[Stored items]
Start of Block

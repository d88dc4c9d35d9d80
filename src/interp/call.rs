//! Function invocation
//!
//! A call runs in four steps:
//!
//! 1. the argument count is checked against the parameter list, before any
//!    state changes
//! 2. a frame is pushed and each argument is cast to its parameter type and
//!    declared in it (natives get the cast values directly, without a frame)
//! 3. the body runs
//! 4. the produced value is checked against the return type and the frame is
//!    popped, whether or not an earlier step failed

use super::name::Name;
use super::natives::NativeKey;
use super::runtime::Runtime;
use super::stack::ensure_sufficient_stack;
use super::value::Value;
use super::variable::Variable;
use crate::diagnostics::{CastError, RuntimeError};
use crate::types::DataType;

/// Index of a user function body inside its executor
#[derive(Debug, Clone, Copy, PartialEq, Eq, Hash)]
pub struct BodyId(pub u32);

/// What runs when a function is called
#[derive(Debug, Clone, Copy, PartialEq, Eq)]
pub enum FunctionBody {
    /// A body in the program, run by an `Executor`
    User(BodyId),
    /// An entry of the native table
    Native(NativeKey),
}

/// A declared parameter. Untyped parameters accept any value.
#[derive(Debug, Clone, PartialEq)]
pub struct Param {
    pub name: Name,
    pub ty: Option<DataType>,
}

impl Param {
    pub fn contract(&self) -> DataType {
        self.ty.unwrap_or(DataType::DYNAMIC)
    }
}

/// Everything needed to invoke a function
#[derive(Debug, Clone, PartialEq)]
pub struct FunctionDescriptor {
    pub name: Name,
    pub params: Vec<Param>,
    pub return_type: Option<DataType>,
    pub body: FunctionBody,
}

impl FunctionDescriptor {
    pub fn arity(&self) -> usize {
        self.params.len()
    }

    pub fn is_native(&self) -> bool {
        matches!(self.body, FunctionBody::Native(_))
    }
}

/// Anything an argument value can be read from
pub trait ValueHolder {
    fn get_value(&self) -> Value;
}

impl ValueHolder for Value {
    fn get_value(&self) -> Value {
        self.clone()
    }
}

impl ValueHolder for Variable {
    fn get_value(&self) -> Value {
        Variable::get_value(self)
    }
}

impl<T: ValueHolder + ?Sized> ValueHolder for &T {
    fn get_value(&self) -> Value {
        (**self).get_value()
    }
}

/// Runs user function bodies
pub trait Executor {
    /// Execute `body` in the frame the call just pushed. `Ok(None)` means the
    /// body finished without returning a value.
    fn execute_body(
        &mut self,
        runtime: &mut Runtime,
        body: BodyId,
    ) -> Result<Option<Value>, RuntimeError>;
}

impl Runtime {
    /// Invoke `function` with `args`
    pub fn call<E, A>(
        &mut self,
        exec: &mut E,
        function: &FunctionDescriptor,
        args: &[A],
    ) -> Result<Option<Value>, RuntimeError>
    where
        E: Executor + ?Sized,
        A: ValueHolder,
    {
        if args.len() != function.arity() {
            return Err(RuntimeError::IllegalCall {
                function: function.name.to_string(),
                expected: function.arity(),
                found: args.len(),
            });
        }
        if self.call_depth >= self.config.max_call_depth {
            return Err(RuntimeError::CallDepth {
                function: function.name.to_string(),
                limit: self.config.max_call_depth,
            });
        }

        tracing::debug!(
            function = %function.name,
            args = args.len(),
            depth = self.call_depth,
            "call"
        );
        let result = ensure_sufficient_stack(|| match function.body {
            FunctionBody::User(body) => self.call_user(exec, function, body, args),
            FunctionBody::Native(key) => self.call_native(function, key, args),
        });
        match &result {
            Ok(Some(value)) => tracing::debug!(function = %function.name, %value, "returned"),
            Ok(None) => tracing::debug!(function = %function.name, "returned nothing"),
            Err(e) => tracing::debug!(function = %function.name, error = %e, "failed"),
        }
        result
    }

    fn call_user<E, A>(
        &mut self,
        exec: &mut E,
        function: &FunctionDescriptor,
        body: BodyId,
        args: &[A],
    ) -> Result<Option<Value>, RuntimeError>
    where
        E: Executor + ?Sized,
        A: ValueHolder,
    {
        let frame = self.scopes.push(function.name.as_str());
        self.call_depth += 1;

        let result = self
            .bind_params(function, args)
            .and_then(|()| exec.execute_body(self, body))
            .and_then(|produced| user_return(function, produced));

        self.call_depth -= 1;
        self.scopes.pop(frame);
        result
    }

    fn bind_params<A: ValueHolder>(
        &mut self,
        function: &FunctionDescriptor,
        args: &[A],
    ) -> Result<(), RuntimeError> {
        for (param, arg) in function.params.iter().zip(args) {
            let value = cast_argument(function, param, arg)?;
            let mut var = Variable::new(param.name.clone(), param.contract());
            var.set_value(value)?;
            self.scopes.declare(var)?;
        }
        Ok(())
    }

    fn call_native<A: ValueHolder>(
        &mut self,
        function: &FunctionDescriptor,
        key: NativeKey,
        args: &[A],
    ) -> Result<Option<Value>, RuntimeError> {
        let bound = function
            .params
            .iter()
            .zip(args)
            .map(|(param, arg)| cast_argument(function, param, arg))
            .collect::<Result<Vec<_>, _>>()?;
        let entry = self.natives.get(key);
        if bound.len() != entry.params.len() {
            return Err(RuntimeError::IllegalCall {
                function: function.name.to_string(),
                expected: entry.params.len(),
                found: bound.len(),
            });
        }
        let produced = (entry.imp)(&mut self.output, &bound)?;
        native_return(function, produced)
    }
}

fn cast_argument<A: ValueHolder>(
    function: &FunctionDescriptor,
    param: &Param,
    arg: &A,
) -> Result<Value, RuntimeError> {
    arg.get_value()
        .cast_to(param.contract())
        .map_err(|cause: CastError| RuntimeError::WrongArgumentKind {
            function: function.name.to_string(),
            param: param.name.to_string(),
            cause,
        })
}

/// A returned `null` counts as no value
fn present(produced: Option<Value>) -> Option<Value> {
    produced.filter(|v| !v.is_null())
}

fn user_return(
    function: &FunctionDescriptor,
    produced: Option<Value>,
) -> Result<Option<Value>, RuntimeError> {
    match (present(produced), function.return_type) {
        (None, None) => Ok(None),
        (None, Some(expected)) => Err(RuntimeError::IllegalReturn {
            function: function.name.to_string(),
            expected,
        }),
        (Some(value), Some(ty)) => Ok(Some(value.cast_to(ty)?)),
        (Some(_), None) => Err(RuntimeError::MissingReturnType {
            function: function.name.to_string(),
        }),
    }
}

fn native_return(
    function: &FunctionDescriptor,
    produced: Option<Value>,
) -> Result<Option<Value>, RuntimeError> {
    match (present(produced), function.return_type) {
        (None, None) => Ok(None),
        (None, Some(declared)) => Err(RuntimeError::MissingReturnValue {
            function: function.name.to_string(),
            declared,
        }),
        (Some(value), Some(ty)) => Ok(Some(value.cast_to(ty)?)),
        (Some(_), None) => Err(RuntimeError::MissingReturnType {
            function: function.name.to_string(),
        }),
    }
}

#[cfg(test)]
mod tests {
    use super::*;
    use crate::config::RuntimeConfig;
    use crate::diagnostics::ErrorKind;

    /// Returns a fixed value and records what the frame looked like
    struct Fixed {
        value: Option<Value>,
        seen: Vec<(String, Value)>,
    }

    impl Executor for Fixed {
        fn execute_body(
            &mut self,
            runtime: &mut Runtime,
            _body: BodyId,
        ) -> Result<Option<Value>, RuntimeError> {
            let frame = runtime.scopes().frames().last().unwrap();
            self.seen = frame
                .variables()
                .map(|v| (v.name().to_string(), v.get_value()))
                .collect();
            Ok(self.value.clone())
        }
    }

    fn fixed(value: Option<Value>) -> Fixed {
        Fixed {
            value,
            seen: Vec::new(),
        }
    }

    fn user(name: &str, params: &[(&str, Option<DataType>)], ret: Option<DataType>) -> FunctionDescriptor {
        FunctionDescriptor {
            name: Name::new(name).unwrap(),
            params: params
                .iter()
                .map(|(n, ty)| Param {
                    name: Name::new(n).unwrap(),
                    ty: *ty,
                })
                .collect(),
            return_type: ret,
            body: FunctionBody::User(BodyId(0)),
        }
    }

    #[test]
    fn test_params_are_bound_and_cast() {
        let mut rt = Runtime::new(RuntimeConfig::quiet());
        let mut exec = fixed(None);
        let f = user("f", &[("a", Some(DataType::NUMBER)), ("b", None)], None);
        rt.call(&mut exec, &f, &[Value::Int(2), Value::text("x")]).unwrap();
        assert_eq!(
            exec.seen,
            vec![
                ("a".to_string(), Value::Number(2.0)),
                ("b".to_string(), Value::text("x"))
            ]
        );
        assert_eq!(rt.scopes().height(), 1);
    }

    #[test]
    fn test_arity_checked_before_push() {
        let mut rt = Runtime::new(RuntimeConfig::quiet());
        let mut exec = fixed(None);
        let f = user("f", &[("a", None)], None);
        let err = rt.call::<_, Value>(&mut exec, &f, &[]).unwrap_err();
        assert_eq!(err.kind(), ErrorKind::IllegalCall);
        assert_eq!(rt.scopes().height(), 1);
    }

    #[test]
    fn test_null_return_counts_as_absent() {
        let mut rt = Runtime::new(RuntimeConfig::quiet());
        let mut exec = fixed(Some(Value::Null));
        let f = user("f", &[], Some(DataType::OBJECT));
        let err = rt.call::<_, Value>(&mut exec, &f, &[]).unwrap_err();
        assert_eq!(err.kind(), ErrorKind::IllegalReturn);
    }

    #[test]
    fn test_value_holders() {
        let mut var = Variable::new(Name::new("v").unwrap(), DataType::INT);
        var.set_value(Value::Int(4)).unwrap();
        assert_eq!(ValueHolder::get_value(&var), Value::Int(4));
        assert_eq!(ValueHolder::get_value(&&var), Value::Int(4));
    }
}
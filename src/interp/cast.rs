//! The cast contract between value kinds
//!
//! Every target type has one dispatch function that matches over all value
//! kinds. Kinds without a meaningful conversion fall through to the default
//! behaviour of that target:
//!
//! | target              | default                                   |
//! |---------------------|-------------------------------------------|
//! | `var`               | identity                                  |
//! | `number`            | `NaN`                                     |
//! | `text`              | the value's rendering                     |
//! | `char[]`, `var[]`   | one `char` per character of the rendering |
//! | everything else     | `CastError::Unsupported`                  |
//!
//! `can_cast_to` answers through the same dispatch functions, so it agrees
//! with `cast_to` for every value and target.

use std::rc::Rc;

use super::name::Name;
use super::value::{ArrayValue, Value, render_number};
use crate::diagnostics::CastError;
use crate::types::{DataType, ScalarType};

// 2^63, the first f64 above the i64 range
const I64_BOUND: f64 = 9_223_372_036_854_775_808.0;

impl Value {
    /// Check if this value converts to `target`
    pub fn can_cast_to(&self, target: DataType) -> bool {
        match target {
            DataType::Scalar(ScalarType::Dynamic)
            | DataType::Scalar(ScalarType::Number)
            | DataType::Scalar(ScalarType::Text) => true,
            DataType::Scalar(ScalarType::Bool) => self.cast_bool().is_ok(),
            DataType::Scalar(ScalarType::Int) => self.cast_int().is_ok(),
            DataType::Scalar(ScalarType::Char) => self.cast_char().is_ok(),
            DataType::Scalar(ScalarType::Def) => self.cast_def().is_ok(),
            DataType::Scalar(ScalarType::Object) => self.cast_object().is_ok(),
            DataType::Array(elem) => match self {
                Value::Array(arr) => arr
                    .items()
                    .iter()
                    .all(|v| v.can_cast_to(DataType::Scalar(elem))),
                _ => decomposes_into(elem),
            },
        }
    }

    /// Convert this value to `target`
    pub fn cast_to(&self, target: DataType) -> Result<Value, CastError> {
        match target {
            DataType::Scalar(ScalarType::Dynamic) => Ok(self.clone()),
            DataType::Scalar(ScalarType::Bool) => self.cast_bool().map(Value::Bool),
            DataType::Scalar(ScalarType::Number) => Ok(Value::Number(self.cast_number())),
            DataType::Scalar(ScalarType::Int) => self.cast_int().map(Value::Int),
            DataType::Scalar(ScalarType::Text) => Ok(Value::Text(self.cast_text())),
            DataType::Scalar(ScalarType::Char) => self.cast_char().map(Value::Char),
            DataType::Scalar(ScalarType::Def) => self.cast_def().map(Value::Def),
            DataType::Scalar(ScalarType::Object) => self.cast_object(),
            DataType::Array(elem) => self.cast_array(elem),
        }
    }

    fn unsupported(&self, to: DataType) -> CastError {
        CastError::Unsupported {
            from: self.data_type(),
            to,
        }
    }

    pub(crate) fn cast_bool(&self) -> Result<bool, CastError> {
        let lossy = || CastError::Lossy {
            value: self.to_string(),
            to: DataType::BOOL,
        };
        match self {
            Value::Bool(b) => Ok(*b),
            Value::Int(0) => Ok(false),
            Value::Int(1) => Ok(true),
            Value::Int(_) => Err(lossy()),
            Value::Number(n) if *n == 0.0 => Ok(false),
            Value::Number(n) if *n == 1.0 => Ok(true),
            Value::Number(_) => Err(lossy()),
            Value::Text(t) => match &**t {
                "true" => Ok(true),
                "false" => Ok(false),
                _ => Err(CastError::Unparsable {
                    text: t.to_string(),
                    to: DataType::BOOL,
                }),
            },
            _ => Err(self.unsupported(DataType::BOOL)),
        }
    }

    /// Never fails: whatever has no numeric reading becomes `NaN`
    pub(crate) fn cast_number(&self) -> f64 {
        match self {
            Value::Bool(b) => f64::from(u8::from(*b)),
            Value::Number(n) => *n,
            Value::Int(n) => *n as f64,
            Value::Text(t) => t.trim().parse().unwrap_or(f64::NAN),
            Value::Char(c) => c.to_digit(10).map_or(f64::NAN, f64::from),
            _ => f64::NAN,
        }
    }

    pub(crate) fn cast_int(&self) -> Result<i64, CastError> {
        match self {
            Value::Bool(b) => Ok(i64::from(*b)),
            Value::Int(n) => Ok(*n),
            Value::Number(n) => integral(*n).ok_or_else(|| CastError::Lossy {
                value: render_number(*n),
                to: DataType::INT,
            }),
            Value::Text(t) => t.trim().parse().map_err(|_| CastError::Unparsable {
                text: t.to_string(),
                to: DataType::INT,
            }),
            Value::Char(c) => c
                .to_digit(10)
                .map(i64::from)
                .ok_or_else(|| CastError::Unparsable {
                    text: c.to_string(),
                    to: DataType::INT,
                }),
            _ => Err(self.unsupported(DataType::INT)),
        }
    }

    /// Never fails: every kind has a rendering
    pub(crate) fn cast_text(&self) -> Rc<str> {
        match self {
            Value::Text(t) => Rc::clone(t),
            Value::Array(arr) if arr.elem() == ScalarType::Char => arr
                .items()
                .iter()
                .map(|v| v.to_string())
                .collect::<String>()
                .into(),
            _ => self.to_string().into(),
        }
    }

    fn cast_char(&self) -> Result<char, CastError> {
        let digit = |n: i64| {
            u32::try_from(n)
                .ok()
                .and_then(|d| char::from_digit(d, 10))
                .ok_or_else(|| CastError::Lossy {
                    value: n.to_string(),
                    to: DataType::CHAR,
                })
        };
        match self {
            Value::Char(c) => Ok(*c),
            Value::Int(n) => digit(*n),
            Value::Number(n) => match integral(*n) {
                Some(i) => digit(i),
                None => Err(CastError::Lossy {
                    value: render_number(*n),
                    to: DataType::CHAR,
                }),
            },
            Value::Text(t) => {
                let mut chars = t.chars();
                match (chars.next(), chars.next()) {
                    (Some(c), None) => Ok(c),
                    _ => Err(CastError::Unparsable {
                        text: t.to_string(),
                        to: DataType::CHAR,
                    }),
                }
            }
            _ => Err(self.unsupported(DataType::CHAR)),
        }
    }

    fn cast_def(&self) -> Result<Name, CastError> {
        match self {
            Value::Def(name) => Ok(name.clone()),
            _ => Err(self.unsupported(DataType::DEF)),
        }
    }

    fn cast_object(&self) -> Result<Value, CastError> {
        match self {
            Value::Null | Value::Object(_) => Ok(self.clone()),
            _ => Err(self.unsupported(DataType::OBJECT)),
        }
    }

    fn cast_array(&self, elem: ScalarType) -> Result<Value, CastError> {
        let target = DataType::Scalar(elem);
        match self {
            Value::Array(arr) => {
                let mut items = Vec::with_capacity(arr.len());
                for (index, item) in arr.items().iter().enumerate() {
                    let cast = item.cast_to(target).map_err(|cause| CastError::Element {
                        index,
                        from: self.data_type(),
                        to: DataType::array_of(elem),
                        cause: Box::new(cause),
                    })?;
                    items.push(cast);
                }
                Ok(Value::Array(ArrayValue::new(elem, items)))
            }
            _ if decomposes_into(elem) => Ok(Value::chars_of(&self.cast_text(), elem)),
            _ => Err(self.unsupported(DataType::array_of(elem))),
        }
    }
}

/// Scalars cast to these array kinds by splitting their rendering into chars
fn decomposes_into(elem: ScalarType) -> bool {
    matches!(elem, ScalarType::Char | ScalarType::Dynamic)
}

/// `n` as an integer, if that loses nothing
pub(crate) fn integral(n: f64) -> Option<i64> {
    (n.is_finite() && n.fract() == 0.0 && (-I64_BOUND..I64_BOUND).contains(&n)).then(|| n as i64)
}
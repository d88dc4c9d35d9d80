//! Execution core
//!
//! Values and their cast contract, the scope stack, typed variables, and the
//! invocation engine, plus a tree-walking statement executor over HIR.

pub mod call;
pub mod cast;
pub mod env;
pub mod eval;
pub mod name;
pub mod natives;
pub mod runtime;
pub mod stack;
pub mod value;
pub mod variable;

pub use call::{BodyId, Executor, FunctionBody, FunctionDescriptor, Param, ValueHolder};
pub use env::{FrameHandle, GLOBAL_SCOPE, ScopeStack};
pub use eval::Interpreter;
pub use name::Name;
pub use natives::{NativeFn, NativeTable, Output};
pub use runtime::Runtime;
pub use stack::ensure_sufficient_stack;
pub use value::Value;
pub use variable::{Modifiers, Variable};
//! Stack growth for deep recursion
//!
//! Every interpreted call recurses through several evaluator frames. Growing
//! the native stack on demand keeps `max_call_depth` the only limit on how
//! deep a program may recurse, whatever thread the runtime runs on.

/// Space that must remain before the stack is grown (100KB)
const RED_ZONE: usize = 100 * 1024;

/// Size of each new stack segment (1MB)
const STACK_PER_RECURSION: usize = 1024 * 1024;

/// Run `f`, first growing the stack if less than the red zone is left.
#[inline]
#[cfg(not(target_arch = "wasm32"))]
pub fn ensure_sufficient_stack<R>(f: impl FnOnce() -> R) -> R {
    stacker::maybe_grow(RED_ZONE, STACK_PER_RECURSION, f)
}

/// WASM manages its own stack
#[inline]
#[cfg(target_arch = "wasm32")]
pub fn ensure_sufficient_stack<R>(f: impl FnOnce() -> R) -> R {
    f()
}
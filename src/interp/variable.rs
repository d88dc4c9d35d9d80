//! Typed storage cells

use super::name::Name;
use super::value::Value;
use crate::diagnostics::RuntimeError;
use crate::types::{DataType, Flag};

/// Immutability modifiers of a variable
#[derive(Debug, Clone, Copy, Default, PartialEq, Eq)]
pub struct Modifiers {
    pub is_final: bool,
    pub is_constant: bool,
}

impl Modifiers {
    /// Collect modifiers from declaration flags. Only `const` and `final`
    /// apply to variables.
    pub fn from_flags(name: &Name, flags: &[Flag]) -> Result<Self, RuntimeError> {
        let mut modifiers = Modifiers::default();
        for flag in flags {
            match flag {
                Flag::Const => {
                    modifiers.is_constant = true;
                    modifiers.is_final = true;
                }
                Flag::Final => modifiers.is_final = true,
                other => {
                    return Err(RuntimeError::UnexpectedFlag {
                        flag: other.to_string(),
                        target: format!("the variable `{}`", name),
                    });
                }
            }
        }
        Ok(modifiers)
    }
}

/// A named cell holding values of one contract type.
///
/// Stored values are always cast to the contract type first. A `final`
/// variable accepts one non-null assignment.
#[derive(Debug, Clone)]
pub struct Variable {
    name: Name,
    contract: DataType,
    value: Option<Value>,
    modifiers: Modifiers,
}

impl Variable {
    /// Uninitialized, mutable variable
    pub fn new(name: Name, contract: DataType) -> Self {
        Variable {
            name,
            contract,
            value: None,
            modifiers: Modifiers::default(),
        }
    }

    /// Variable carrying the given declaration flags
    pub fn with_flags(name: Name, contract: DataType, flags: &[Flag]) -> Result<Self, RuntimeError> {
        let modifiers = Modifiers::from_flags(&name, flags)?;
        Ok(Variable {
            modifiers,
            ..Variable::new(name, contract)
        })
    }

    pub fn name(&self) -> &Name {
        &self.name
    }

    /// The declared type every stored value is cast to
    pub fn contract(&self) -> DataType {
        self.contract
    }

    pub fn modifiers(&self) -> Modifiers {
        self.modifiers
    }

    pub fn is_final(&self) -> bool {
        self.modifiers.is_final
    }

    pub fn is_constant(&self) -> bool {
        self.modifiers.is_constant
    }

    /// Whether a non-null value was ever stored
    pub fn is_initialized(&self) -> bool {
        self.value.as_ref().is_some_and(|v| !v.is_null())
    }

    /// Current value; `null` until something was assigned
    pub fn get_value(&self) -> Value {
        self.value.clone().unwrap_or(Value::Null)
    }

    /// Cast `value` to the contract type and store it
    pub fn set_value(&mut self, value: Value) -> Result<(), RuntimeError> {
        let value = value.cast_to(self.contract)?;
        if self.modifiers.is_final && self.is_initialized() {
            return Err(RuntimeError::FinalReassignment {
                name: self.name.to_string(),
                constant: self.modifiers.is_constant,
            });
        }
        tracing::trace!(name = %self.name, contract = %self.contract, value = %value, "assign");
        self.value = Some(value);
        Ok(())
    }
}
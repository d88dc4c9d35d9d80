//! Core type definitions

use std::fmt;
use std::str::FromStr;

use serde::{Deserialize, Serialize};

/// Scalar value kinds
#[derive(Debug, Clone, Copy, PartialEq, Eq, Hash, PartialOrd, Ord)]
pub enum ScalarType {
    /// Untyped: every value is assignable to it
    Dynamic,
    Bool,
    /// Arbitrary real number (NaN is the "not-a-number" sentinel)
    Number,
    /// Integral number
    Int,
    Text,
    Char,
    /// Reference to a function
    Def,
    Object,
}

impl ScalarType {
    /// All scalar kinds, in declaration order
    pub const ALL: [ScalarType; 8] = [
        ScalarType::Dynamic,
        ScalarType::Bool,
        ScalarType::Number,
        ScalarType::Int,
        ScalarType::Text,
        ScalarType::Char,
        ScalarType::Def,
        ScalarType::Object,
    ];

    /// Source keyword for this kind
    pub fn keyword(self) -> &'static str {
        match self {
            ScalarType::Dynamic => "var",
            ScalarType::Bool => "bool",
            ScalarType::Number => "number",
            ScalarType::Int => "int",
            ScalarType::Text => "text",
            ScalarType::Char => "char",
            ScalarType::Def => "def",
            ScalarType::Object => "obj",
        }
    }

    fn from_keyword(word: &str) -> Option<Self> {
        ScalarType::ALL.into_iter().find(|t| t.keyword() == word)
    }
}

/// Runtime data type: a scalar kind or a homogeneous array of one
#[derive(Debug, Clone, Copy, PartialEq, Eq, Hash, Serialize, Deserialize)]
#[serde(try_from = "String", into = "String")]
pub enum DataType {
    Scalar(ScalarType),
    Array(ScalarType),
}

impl DataType {
    pub const DYNAMIC: DataType = DataType::Scalar(ScalarType::Dynamic);
    pub const BOOL: DataType = DataType::Scalar(ScalarType::Bool);
    pub const NUMBER: DataType = DataType::Scalar(ScalarType::Number);
    pub const INT: DataType = DataType::Scalar(ScalarType::Int);
    pub const TEXT: DataType = DataType::Scalar(ScalarType::Text);
    pub const CHAR: DataType = DataType::Scalar(ScalarType::Char);
    pub const DEF: DataType = DataType::Scalar(ScalarType::Def);
    pub const OBJECT: DataType = DataType::Scalar(ScalarType::Object);

    /// Every data type the language knows: all scalars, then all arrays
    pub fn all() -> impl Iterator<Item = DataType> {
        ScalarType::ALL
            .into_iter()
            .map(DataType::Scalar)
            .chain(ScalarType::ALL.into_iter().map(DataType::Array))
    }

    /// The array type whose elements are of this scalar kind
    pub fn array_of(elem: ScalarType) -> Self {
        DataType::Array(elem)
    }
}

impl fmt::Display for DataType {
    fn fmt(&self, f: &mut fmt::Formatter<'_>) -> fmt::Result {
        match self {
            DataType::Scalar(s) => write!(f, "{}", s.keyword()),
            DataType::Array(s) => write!(f, "{}[]", s.keyword()),
        }
    }
}

/// Error for a type keyword that names no data type
#[derive(Debug, Clone, PartialEq, Eq, thiserror::Error)]
#[error("unknown type `{0}`")]
pub struct UnknownType(pub String);

impl FromStr for DataType {
    type Err = UnknownType;

    fn from_str(s: &str) -> Result<Self, Self::Err> {
        let parsed = match s.strip_suffix("[]") {
            Some(elem) => ScalarType::from_keyword(elem).map(DataType::Array),
            None => ScalarType::from_keyword(s).map(DataType::Scalar),
        };
        parsed.ok_or_else(|| UnknownType(s.to_string()))
    }
}

impl TryFrom<String> for DataType {
    type Error = UnknownType;

    fn try_from(value: String) -> Result<Self, Self::Error> {
        value.parse()
    }
}

impl From<DataType> for String {
    fn from(ty: DataType) -> Self {
        ty.to_string()
    }
}

/// Check if `word` is spelled like a type keyword
pub fn is_type_keyword(word: &str) -> bool {
    word.parse::<DataType>().is_ok()
}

End of Block

### TASK TO COMPLETE
Search the data for the string "Serialize" and copy each line where it appears.

### FINISHED EXERCISE
use serde::{Deserialize, Serialize};
#[derive(Debug, Clone, Copy, PartialEq, Eq, Hash, Serialize, Deserialize)]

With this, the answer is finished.